(Collected data)
----------------
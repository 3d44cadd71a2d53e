//! OAuth2 refresh-token exchange for the Graph drive.

use async_trait::async_trait;
use oauth2::basic::{BasicClient, BasicErrorResponseType};
use oauth2::{
    AuthType, ClientId, ClientSecret, EndpointNotSet, EndpointSet, RedirectUrl, RefreshToken,
    RequestTokenError, TokenResponse, TokenUrl,
};
use tracing::debug;

use driveshare_common::{Error, Result};

use crate::token::{TokenSource, Tokens};

/// Microsoft identity platform token endpoint.
pub const DEFAULT_TOKEN_URL: &str = "https://login.microsoftonline.com/common/oauth2/v2.0/token";

type GraphOAuthClient =
    BasicClient<EndpointNotSet, EndpointNotSet, EndpointNotSet, EndpointNotSet, EndpointSet>;

/// OAuth2 settings of a Graph application registration.
#[derive(Debug, Clone)]
pub struct GraphAuthConfig {
    pub client_id: String,
    pub client_secret: String,
    pub redirect_url: String,
    pub token_url: String,
}

/// Exchanges refresh tokens against the Microsoft identity platform.
pub struct GraphAuth {
    client: GraphOAuthClient,
    http: oauth2::reqwest::Client,
    redirect_url: String,
}

impl GraphAuth {
    /// Create a new token source.
    ///
    /// # Errors
    /// - Malformed token or redirect URL
    /// - HTTP client cannot be built
    pub fn new(config: GraphAuthConfig) -> Result<Self> {
        let client = BasicClient::new(ClientId::new(config.client_id))
            .set_client_secret(ClientSecret::new(config.client_secret))
            .set_token_uri(
                TokenUrl::new(config.token_url)
                    .map_err(|e| Error::InvalidInput(format!("Invalid token URL: {}", e)))?,
            )
            .set_redirect_uri(
                RedirectUrl::new(config.redirect_url.clone())
                    .map_err(|e| Error::InvalidInput(format!("Invalid redirect URL: {}", e)))?,
            )
            .set_auth_type(AuthType::RequestBody);

        // Token endpoints must not be followed through redirects.
        let http = oauth2::reqwest::ClientBuilder::new()
            .redirect(oauth2::reqwest::redirect::Policy::none())
            .build()
            .map_err(|e| Error::InvalidInput(format!("Failed to build HTTP client: {}", e)))?;

        Ok(Self {
            client,
            http,
            redirect_url: config.redirect_url,
        })
    }
}

#[async_trait]
impl TokenSource for GraphAuth {
    async fn refresh(&self, refresh_token: &str) -> Result<Tokens> {
        debug!("Refreshing Graph access token");
        let token_result = self
            .client
            .exchange_refresh_token(&RefreshToken::new(refresh_token.to_string()))
            .add_extra_param("redirect_uri", self.redirect_url.clone())
            .request_async(&self.http)
            .await
            .map_err(|e| match e {
                RequestTokenError::ServerResponse(response) => match response.error() {
                    BasicErrorResponseType::InvalidGrant
                    | BasicErrorResponseType::InvalidClient
                    | BasicErrorResponseType::UnauthorizedClient => Error::PermissionDenied(
                        format!("Refresh token rejected: {}", response),
                    ),
                    _ => Error::RemoteUnavailable(format!("Token refresh failed: {}", response)),
                },
                other => Error::RemoteUnavailable(format!("Token refresh failed: {}", other)),
            })?;

        let access_token = token_result.access_token().secret().clone();

        // Refresh tokens may or may not be returned in refresh response
        let new_refresh_token = token_result
            .refresh_token()
            .map(|t| t.secret().clone())
            .unwrap_or_else(|| refresh_token.to_string());

        Ok(Tokens {
            access_token,
            refresh_token: new_refresh_token,
            expires_at: Tokens::expiry_from_now(token_result.expires_in()),
        })
    }
}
----------------
* **BRIEF**: Exactly how many lines in the records contain the string "BasicClient"? Give that number alone.

* **SOLUTION TO THIS PROBLEM**: 3